Potential for replacing damaged tissue
The first evidence of cardiac progenitor cells – rare, specialized stem cells located in the newborn heart of rats, mice and humans – has been shown by researchers at the University of California, San Diego (UCSD) School of Medicine. The cells are capable of differentiation into fully mature heart tissue. Called isl1+ cells, these cardiac progenitor cells are stem cells that have been programmed to form heart muscle during fetal growth. Until this new discovery, the cells were thought to be absent after birth. However, the UCSD team discovered a small number of the specialized stem cells remained embedded in a region of the newborn heart called the atrium. They also determined that the cells could be expanded into millions of progenitor cells by growing them on a layer of neighboring heart cells called fibroblasts.

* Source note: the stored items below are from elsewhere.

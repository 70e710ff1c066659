//! Config registry - seller-defined personalization slots per listing.
//!
//! Buyers only ever see enabled configs, in the seller's display order. A
//! listing without configs simply has no personalization; that is not an
//! error. Configs referenced by submissions are soft-disabled, never deleted.

use crate::{
    config::catalog::Catalog,
    entities::{
        ConfigColumn, PersonalizationConfig, Submission, SubmissionColumn,
        personalization_config,
    },
    errors::{Error, Result},
    models::{
        ColorConfig, FontConfig, ImageUploadConfig, LivePreviewMode, LockStage,
        PersonalizationType, PriceImpact, TextConfig,
    },
};
use regex::Regex;
use sea_orm::{PaginatorTrait, QueryOrder, Set, TransactionTrait, prelude::*};
use serde::Deserialize;
use tracing::{info, instrument, warn};

const fn default_true() -> bool {
    true
}

/// Everything a seller specifies when creating a config.
#[derive(Debug, Clone, Deserialize)]
pub struct NewConfig {
    pub label: String,
    pub personalization_type: PersonalizationType,
    #[serde(default = "default_true")]
    pub is_enabled: bool,
    #[serde(default)]
    pub is_required: bool,
    #[serde(default)]
    pub text_config: Option<TextConfig>,
    #[serde(default)]
    pub image_upload_config: Option<ImageUploadConfig>,
    #[serde(default)]
    pub font_config: Option<FontConfig>,
    #[serde(default)]
    pub color_config: Option<ColorConfig>,
    #[serde(default)]
    pub live_preview_mode: LivePreviewMode,
    #[serde(default)]
    pub price_impact: PriceImpact,
    #[serde(default)]
    pub lock_after_stage: LockStage,
    #[serde(default)]
    pub display_order: i32,
    #[serde(default)]
    pub help_text: Option<String>,
}

impl NewConfig {
    /// An enabled, optional slot with no sub-configs and no price impact.
    pub fn new(label: impl Into<String>, personalization_type: PersonalizationType) -> Self {
        Self {
            label: label.into(),
            personalization_type,
            is_enabled: true,
            is_required: false,
            text_config: None,
            image_upload_config: None,
            font_config: None,
            color_config: None,
            live_preview_mode: LivePreviewMode::default(),
            price_impact: PriceImpact::None,
            lock_after_stage: LockStage::default(),
            display_order: 0,
            help_text: None,
        }
    }
}

impl From<&personalization_config::Model> for NewConfig {
    fn from(model: &personalization_config::Model) -> Self {
        Self {
            label: model.label.clone(),
            personalization_type: model.personalization_type,
            is_enabled: model.is_enabled,
            is_required: model.is_required,
            text_config: model.text_config.clone(),
            image_upload_config: model.image_upload_config.clone(),
            font_config: model.font_config.clone(),
            color_config: model.color_config.clone(),
            live_preview_mode: model.live_preview_mode,
            price_impact: model.price_impact.clone(),
            lock_after_stage: model.lock_after_stage,
            display_order: model.display_order,
            help_text: model.help_text.clone(),
        }
    }
}
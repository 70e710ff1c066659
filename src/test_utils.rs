//! Shared test utilities for the personalization core.
//!
//! This module provides common helper functions for setting up test databases
//! and creating configs and submissions with sensible defaults.

use crate::{
    core::{
        registry::{self, NewConfig},
        submission::{self, NewSubmission},
    },
    entities::{Submission, SubmissionColumn, personalization_config, personalization_submission},
    errors::Result,
    models::{
        LivePreviewMode, LockStage, PersonalizationType, PriceImpact, SubmissionPayload,
        TextConfig, ValidationErrors, ValidationStatus,
    },
};
use sea_orm::{DatabaseConnection, prelude::*, sea_query::Expr};
use tracing_subscriber::EnvFilter;

/// Listing used by most tests.
pub const TEST_LISTING: &str = "listing-mug";
/// Buyer used by most tests.
pub const TEST_CUSTOMER: &str = "customer-1";
/// Seller used by snapshot tests.
pub const TEST_PROVIDER: &str = "provider-1";

/// Installs a test-writer subscriber at `trace` unless `RUST_LOG` says otherwise.
pub fn init_test_tracing() {
    let _ = tracing_subscriber::fmt()
        .with_env_filter(EnvFilter::try_from_default_env().unwrap_or_else(|_| EnvFilter::new("trace")))
        .with_test_writer()
        .try_init();
}

/// Creates an in-memory `SQLite` database with all tables initialized.
/// This is the standard setup for all integration tests.
pub async fn setup_test_db() -> Result<DatabaseConnection> {
    init_test_tracing();
    let db = sea_orm::Database::connect("sqlite::memory:").await?;
    crate::config::database::create_tables(&db).await?;
    Ok(db)
}

/// An unsaved config model for pure validation and pricing tests.
///
/// # Defaults
/// * `id`: 1, on [`TEST_LISTING`]
/// * enabled, no sub-configs, no price impact, locks at add-to-cart
pub fn config_model(
    personalization_type: PersonalizationType,
    is_required: bool,
) -> personalization_config::Model {
    let now = chrono::Utc::now();
    personalization_config::Model {
        id: 1,
        listing_id: TEST_LISTING.to_string(),
        label: "Test slot".to_string(),
        personalization_type,
        is_enabled: true,
        is_required,
        text_config: None,
        image_upload_config: None,
        font_config: None,
        color_config: None,
        live_preview_mode: LivePreviewMode::default(),
        price_impact: PriceImpact::None,
        lock_after_stage: LockStage::AddToCart,
        display_order: 0,
        help_text: None,
        created_at: now,
        updated_at: now,
    }
}

/// An unsaved text submission for config 1, for mocked database tests.
///
/// # Defaults
/// * `id`: 7, by [`TEST_CUSTOMER`] on [`TEST_LISTING`], not attached to a cart item
/// * revision 1; `is_locked` also sets the lock stage and time
pub fn submission_model(is_locked: bool) -> personalization_submission::Model {
    let now = chrono::Utc::now();
    personalization_submission::Model {
        id: 7,
        customer_id: TEST_CUSTOMER.to_string(),
        listing_id: TEST_LISTING.to_string(),
        config_id: 1,
        submission_type: PersonalizationType::Text,
        payload: SubmissionPayload::text("Sam"),
        cart_item_id: None,
        booking_id: None,
        production_order_id: None,
        calculated_price_impact: 0.0,
        validation_status: ValidationStatus::Valid,
        validation_errors: ValidationErrors::default(),
        is_locked,
        locked_at: is_locked.then_some(now),
        locked_reason: is_locked.then_some(LockStage::AddToCart),
        revision: 1,
        created_at: now,
        updated_at: now,
    }
}

/// A text config ready to be passed to [`registry::create_config`].
pub fn text_config_spec(label: &str, is_required: bool, max_length: u32) -> NewConfig {
    let mut config = NewConfig::new(label, PersonalizationType::Text);
    config.is_required = is_required;
    config.text_config = Some(TextConfig {
        max_length,
        ..Default::default()
    });
    config
}

/// Creates an "Engraving" text config on [`TEST_LISTING`].
pub async fn create_test_text_config(
    db: &DatabaseConnection,
    is_required: bool,
    max_length: u32,
) -> Result<personalization_config::Model> {
    registry::create_config(db, TEST_LISTING, text_config_spec("Engraving", is_required, max_length))
        .await
}

/// Creates an optional text config with the given price rule.
pub async fn create_priced_text_config(
    db: &DatabaseConnection,
    price_impact: PriceImpact,
) -> Result<personalization_config::Model> {
    let mut config = text_config_spec("Engraving", false, 50);
    config.price_impact = price_impact;
    registry::create_config(db, TEST_LISTING, config).await
}

/// Creates a draft text submission by [`TEST_CUSTOMER`] for `config`.
pub async fn create_test_submission(
    db: &DatabaseConnection,
    config: &personalization_config::Model,
    text: &str,
) -> Result<personalization_submission::Model> {
    submission::create_submission(
        db,
        TEST_CUSTOMER,
        &config.listing_id,
        NewSubmission::new(config.id, SubmissionPayload::text(text)),
        None,
    )
    .await
}

/// Marks a submission locked directly in the table, as a freeze would.
pub async fn lock_submission_for_test(db: &DatabaseConnection, submission_id: i64) -> Result<()> {
    Submission::update_many()
        .col_expr(SubmissionColumn::IsLocked, Expr::value(true))
        .col_expr(SubmissionColumn::LockedReason, Expr::value(LockStage::AddToCart))
        .col_expr(SubmissionColumn::LockedAt, Expr::value(chrono::Utc::now()))
        .filter(SubmissionColumn::Id.eq(submission_id))
        .exec(db)
        .await?;
    Ok(())
}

Published in the February 10, 2005 issue of the journal Nature, the research identified the isl1+ progenitor cells in the tissue of newborn rats and mice, and then in heart tissue taken from five newborn human babies undergoing surgery for congenital heart defects. Study author Sylvia Evans, Ph.D., a member of the UCSD Institute of Molecular Medicine (IMM) and professor of pharmacology, and co-first author Alessandra Moretti, Ph.D., IMM member, explained that the cells are programmed to become spontaneously beating cardiac muscle cells simply by exposure to other neighboring heart cells.